Stored items
****

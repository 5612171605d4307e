// SPDX-License-Identifier: MIT OR Apache-2.0

//! PII audit log storage (spec §3 "PII Audit Entry", C6). Counts only —
//! never the original value, never the placeholder-to-value mapping.

use chrono::{DateTime, Utc};
use uuid::Uuid;

use super::Database;
use crate::errors::AppError;
use crate::errors::AppResult;
use sentinel_core::TenantId;

/// One emitted row: the counts for a single (tool/endpoint) invocation that
/// masked at least one item (spec §4.6 "rows carry counts, not content").
#[derive(Debug, Clone)]
pub struct PiiAuditEntry {
    pub tenant_id: Option<TenantId>,
    pub request_id: Option<String>,
    pub endpoint: Option<String>,
    pub tool_name: String,
    pub masking_mode: String,
    pub total_masked: i32,
    pub counts_by_type: serde_json::Value,
    pub timestamp: DateTime<Utc>,
}

impl Database {
    /// Insert one PII audit row. Skips the round trip entirely if
    /// `total_masked` is zero — only non-zero-count invocations are logged
    /// (spec §4.6 "at request end... rows with non-zero counts").
    pub async fn record_pii_audit_entry(&self, entry: &PiiAuditEntry) -> AppResult<()> {
        if entry.total_masked == 0 {
            return Ok(());
        }

        sqlx::query(
            r"
            INSERT INTO pii_audit_log (
                id, tenant_id, request_id, endpoint, tool_name, masking_mode,
                total_masked, counts_by_type, created_at
            )
            VALUES ($1, $2, $3, $4, $5, $6, $7, $8, $9)
            ",
        )
        .bind(Uuid::new_v4())
        .bind(entry.tenant_id.map(TenantId::as_uuid))
        .bind(&entry.request_id)
        .bind(&entry.endpoint)
        .bind(&entry.tool_name)
        .bind(&entry.masking_mode)
        .bind(entry.total_masked)
        .bind(&entry.counts_by_type)
        .bind(entry.timestamp)
        .execute(&self.pool)
        .await
        .map_err(|e| AppError::database(format!("failed to record pii audit entry: {e}")))?;
        Ok(())
    }
}

/// Build a [`PiiAuditEntry`] from a finished [`crate::pii::PiiContext`].
/// Returns `None` when nothing was masked, so callers can skip the write
/// entirely without inspecting `total_masked` themselves.
#[must_use]
pub fn entry_from_context(
    context: &crate::pii::PiiContext,
    tenant_id: Option<TenantId>,
    request_id: Option<String>,
    endpoint: Option<String>,
    tool_name: &str,
    masking_mode: crate::pii::MaskingMode,
) -> Option<PiiAuditEntry> {
    if context.total_masked() == 0 {
        return None;
    }

    let stats = context.stats();
    let counts_by_type = serde_json::to_value(
        stats
            .into_iter()
            .filter(|(k, _)| *k != "total")
            .collect::<std::collections::HashMap<_, _>>(),
    )
    .unwrap_or(serde_json::Value::Null);

    let mode_label = match masking_mode {
        crate::pii::MaskingMode::Full => "full",
        crate::pii::MaskingMode::FinancialOnly => "financial_only",
        crate::pii::MaskingMode::None => "none",
    };

    Some(PiiAuditEntry {
        tenant_id,
        request_id,
        endpoint,
        tool_name: tool_name.to_owned(),
        masking_mode: mode_label.to_owned(),
        total_masked: context.total_masked() as i32,
        counts_by_type,
        timestamp: Utc::now(),
    })
}

#[cfg(test)]
mod tests {
    use super::*;
    use crate::pii::{MaskingMode, PiiContext};
    use sqlx::PgPool;

    #[test]
    fn entry_from_context_is_none_when_nothing_masked() {
        let context = PiiContext::new();
        assert!(entry_from_context(&context, None, None, None, "search_contacts", MaskingMode::Full).is_none());
    }

    #[test]
    fn entry_from_context_carries_total_and_per_type_counts() {
        let mut context = PiiContext::new();
        context.mask_and_track("alice@example.com and bob@example.com", MaskingMode::Full);
        let entry = entry_from_context(&context, None, Some("req-1".into()), None, "search_contacts", MaskingMode::Full)
            .expect("expected an entry");
        assert_eq!(entry.total_masked, 2);
        assert_eq!(entry.masking_mode, "full");
    }

    async fn test_db() -> Option<Database> {
        let url = std::env::var("TEST_DATABASE_URL").ok()?;
        let pool = PgPool::connect(&url).await.expect("connect to test database");
        Some(Database::from_pool(pool))
    }

    #[tokio::test]
    async fn zero_count_entry_is_never_written() {
        let Some(db) = test_db().await else { return };
        let entry = PiiAuditEntry {
            tenant_id: None,
            request_id: None,
            endpoint: None,
            tool_name: "noop".to_owned(),
            masking_mode: "full".to_owned(),
            total_masked: 0,
            counts_by_type: serde_json::json!({}),
            timestamp: Utc::now(),
        };
        db.record_pii_audit_entry(&entry).await.unwrap();
    }
}
//! Message header map.

use std::collections::HashMap;

/// Header name to values, in the order they appeared.
///
/// Names are stored lower-cased and looked up case-insensitively.
#[derive(Debug, Clone, Default, PartialEq, Eq)]
pub struct Headers {
    fields: HashMap<String, Vec<String>>,
}

impl Headers {
    /// Creates an empty header map.
    #[must_use]
    pub fn new() -> Self {
        Self::default()
    }

    /// Appends a value to a header.
    pub fn append(&mut self, name: impl AsRef<str>, value: impl Into<String>) {
        self.fields
            .entry(name.as_ref().to_ascii_lowercase())
            .or_default()
            .push(value.into());
    }

    /// First value of a header.
    #[must_use]
    pub fn get(&self, name: &str) -> Option<&str> {
        self.values(name).first().map(String::as_str)
    }

    /// All values of a header, empty if it is absent.
    #[must_use]
    pub fn values(&self, name: &str) -> &[String] {
        self.fields
            .get(&name.to_ascii_lowercase())
            .map(Vec::as_slice)
            .unwrap_or_default()
    }

    /// Returns true if the header is present.
    #[must_use]
    pub fn contains(&self, name: &str) -> bool {
        self.fields.contains_key(&name.to_ascii_lowercase())
    }

    /// Number of distinct header names.
    #[must_use]
    pub fn len(&self) -> usize {
        self.fields.len()
    }

    /// Returns true if there are no headers.
    #[must_use]
    pub fn is_empty(&self) -> bool {
        self.fields.is_empty()
    }

    /// Iterates over header names and their values.
    pub fn iter(&self) -> impl Iterator<Item = (&str, &[String])> {
        self.fields
            .iter()
            .map(|(name, values)| (name.as_str(), values.as_slice()))
    }

    /// Merges RFC 822 header text into this map.
    ///
    /// Folded lines are unfolded, lines without a colon are ignored, and
    /// parsing stops at the first empty line.
    pub fn extend_from_text(&mut self, text: &str) {
        let mut current: Option<(String, String)> = None;

        for line in text.lines() {
            if line.trim().is_empty() {
                break;
            }

            if line.starts_with([' ', '\t']) {
                if let Some((_, value)) = current.as_mut() {
                    if !value.is_empty() {
                        value.push(' ');
                    }
                    value.push_str(line.trim());
                }
                continue;
            }

            if let Some((name, value)) = current.take() {
                self.append(name, value);
            }
            current = line
                .split_once(':')
                .map(|(name, value)| (name.trim().to_string(), value.trim().to_string()));
        }

        if let Some((name, value)) = current {
            self.append(name, value);
        }
    }

    /// Parses RFC 822 header text.
    #[must_use]
    pub fn parse(text: &str) -> Self {
        let mut headers = Self::new();
        headers.extend_from_text(text);
        headers
    }
}

impl<N: AsRef<str>, V: Into<String>> FromIterator<(N, V)> for Headers {
    fn from_iter<I: IntoIterator<Item = (N, V)>>(iter: I) -> Self {
        let mut headers = Self::new();
        for (name, value) in iter {
            headers.append(name, value);
        }
        headers
    }
}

****

ASSIGNMENT: Begin with the line above that has "into this map." and continue through the line that has "let mut current: Option<(String, String)>", setting each one down exactly. Stop there.

YOUR SOLUTION:
    /// Merges RFC 822 header text into this map.
    ///
    /// Folded lines are unfolded, lines without a colon are ignored, and
    /// parsing stops at the first empty line.
    pub fn extend_from_text(&mut self, text: &str) {
        let mut current: Option<(String, String)> = None;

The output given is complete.